Prevent Duplicated Columns when Joining Two DataFrames

If you perform a join in Spark and don’t specify your join correctly you’ll end up with duplicate column names. This makes it harder to select those columns. This topic and notebook demonstrate how perform a join so that you don’t have duplicated columns.

Join on columns

If you join on columns, you get duplicated columns.

Scala
%scala

val llist = Seq(("bob", "2015-01-13", 4), ("alice", "2015-04-23",10))
val left = llist.toDF("name","date","duration")
val right = Seq(("alice", 100),("bob", 23)).toDF("name","upload")

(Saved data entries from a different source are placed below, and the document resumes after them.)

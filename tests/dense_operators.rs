#![allow(non_snake_case)]

use geigs::{algebra::*, operators::*, solver::*};
use std::f64::consts::PI;

fn pencil(n: usize) -> (CscMatrix<f64>, CscMatrix<f64>) {
    // tridiagonal A, diagonally dominant banded B
    let A = CscMatrix::tridiagonal_triu(
        &(0..n).map(|i| 1. + i as f64).collect::<Vec<_>>(),
        &vec![0.3; n - 1],
    );
    let B = CscMatrix::tridiagonal_triu(&vec![2.; n], &vec![0.5; n - 1]);
    (A, B)
}

fn solve_with<S, M>(solve: &mut S, mult: &M, sigma: f64) -> Vec<f64>
where
    S: ShiftSolve<f64>,
    M: MatProd<f64>,
{
    let mut solver =
        SymGEigsShiftSolver::new(solve, mult, 3, 8, sigma, EigsSettings::default()).unwrap();
    solver.init().unwrap();
    assert_eq!(solver.compute(SortRule::ClosestTo(sigma)).unwrap(), 3);
    solver.eigenvalues()
}

#[test]
fn test_dense_and_sparse_agree() {
    let n = 16;
    let sigma = 3.3;
    let (A, B) = pencil(n);
    let Ad = Matrix::from_csc_sym(&A).unwrap();
    let Bd = Matrix::from_csc_sym(&B).unwrap();

    let mut sparse_solve = SymShiftInvert::new(&A, &B, ShiftFactorizationMethod::Auto).unwrap();
    let sparse_mult = SparseSymMatProd::new(&B).unwrap();
    let sparse = solve_with(&mut sparse_solve, &sparse_mult, sigma);

    let mut dense_solve = SymShiftInvert::new(&Ad, &Bd, ShiftFactorizationMethod::Auto).unwrap();
    assert_eq!(dense_solve.method(), ShiftFactorizationMethod::DenseLU);
    let dense_mult = DenseSymMatProd::new(&Bd).unwrap();
    let dense = solve_with(&mut dense_solve, &dense_mult, sigma);

    assert!(sparse.norm_inf_diff(&dense) < 1e-8);
}

#[test]
fn test_ldl_and_lu_agree() {
    let n = 25;
    let sigma = 7.1;
    let (A, B) = pencil(n);
    let mult = SparseSymMatProd::new(&B).unwrap();

    let mut ldl = SymShiftInvert::new(&A, &B, ShiftFactorizationMethod::SparseLDL).unwrap();
    let mut lu = SymShiftInvert::new(&A, &B, ShiftFactorizationMethod::DenseLU).unwrap();

    let by_ldl = solve_with(&mut ldl, &mult, sigma);
    let by_lu = solve_with(&mut lu, &mult, sigma);
    assert!(by_ldl.norm_inf_diff(&by_lu) < 1e-8);

    // inertia is only known to the sparse factorization
    assert!(ldl.num_eigenvalues_below_shift().is_some());
    assert_eq!(lu.num_eigenvalues_below_shift(), None);
}

#[test]
fn test_ldl_requires_sparse() {
    let (A, B) = pencil(4);
    let Ad = Matrix::from_csc_sym(&A).unwrap();
    assert_eq!(
        SymShiftInvert::new(&Ad, &B, ShiftFactorizationMethod::SparseLDL).err(),
        Some(OperatorError::SparseInputRequired)
    );
    assert_eq!(
        "ldl".parse::<ShiftFactorizationMethod>(),
        Ok(ShiftFactorizationMethod::SparseLDL)
    );
    assert!("qr".parse::<ShiftFactorizationMethod>().is_err());
}

#[test]
fn test_problem_solve_methods() {
    let (A, B) = pencil(20);
    let sigma = 4.4;

    let solve = |method: &str| {
        let settings = EigsSettingsBuilder::default()
            .shift_solve_method(method.to_string())
            .build()
            .unwrap();
        SparseGEigsProblem::new(A.clone(), B.clone(), sigma, 3, settings)
            .unwrap()
            .solve()
            .unwrap()
    };

    let auto = solve("auto");
    let lu = solve("lu");
    assert_eq!(auto.status, EigsStatus::Converged);
    assert_eq!(lu.status, EigsStatus::Converged);
    assert!(auto.eigenvalues.norm_inf_diff(&lu.eigenvalues) < 1e-8);
    assert!(auto.num_below_shift.is_some());
    assert_eq!(lu.num_below_shift, None);
    assert!(auto.operations > 0);
}

// dense Laplacian with B = 2I, pencil eigenvalues 1 - cos(kπ/(n+1))
fn dense_laplacian_pencil(n: usize) -> (Matrix<f64>, Matrix<f64>, Vec<f64>) {
    let A = CscMatrix::tridiagonal_triu(&vec![2.; n], &vec![-1.; n - 1]);
    let B = CscMatrix::from_diagonal(&vec![2.; n]);
    let exact = (1..=n)
        .map(|k| 1. - f64::cos(k as f64 * PI / (n as f64 + 1.)))
        .collect();
    (
        Matrix::from_csc_sym(&A).unwrap(),
        Matrix::from_csc_sym(&B).unwrap(),
        exact,
    )
}

fn dense_smallest(nev: usize, ncv: usize) {
    let n = 12;
    let (A, B, exact) = dense_laplacian_pencil(n);

    let mut solve = SymShiftInvert::new(&A, &B, ShiftFactorizationMethod::Auto).unwrap();
    assert_eq!(solve.method(), ShiftFactorizationMethod::DenseLU);
    let mult = DenseSymMatProd::new(&B).unwrap();

    let mut solver =
        SymGEigsShiftSolver::new(&mut solve, &mult, nev, ncv, 0.0, EigsSettings::default())
            .unwrap();
    solver.init().unwrap();
    assert_eq!(solver.compute(SortRule::ClosestTo(0.0)).unwrap(), nev);
    assert_eq!(solver.status(), EigsStatus::Converged);

    let values = solver.eigenvalues();
    assert_eq!(values.len(), nev);
    assert!(values.norm_inf_diff(&exact[..nev]) < 1e-8);
    assert_eq!(solver.eigenvectors().ncols(), nev);
}

#[test]
fn test_dense_single_eigenvalue() {
    dense_smallest(1, 6);
}

#[test]
fn test_dense_nev_one_below_ncv() {
    dense_smallest(9, 10);
}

val df = left.join(right, left.col("name") === right.col("name"))
Python
%python

llist = [('bob', '2015-01-13', 4), ('alice', '2015-04-23',10)]
left = spark.createDataFrame(llist, ['name','date','duration'])
right = spark.createDataFrame([('alice', 100),('bob', 23)],['name','upload'])

df = left.join(right, left.name == right.name)

Solution

Specify the join column as an array type or string.

Scala
%scala

val df = left.join(right, Seq("name"))
%scala

val df = left.join(right, "name")
Python
%python
df = left.join(right, ["name"])
%python
df = left.join(right, "name")
R

First register the DataFrames as tables.

%python

left.createOrReplaceTempView("left_test_table")
right.createOrReplaceTempView("right_test_table")
%r
library(SparkR)
sparkR.session()
left <- sql("SELECT * FROM left_test_table")
right <- sql("SELECT * FROM right_test_table")

The above code results in duplicate columns. The following code does not.

%r
head(drop(join(left, right, left$name == right$name), left$name))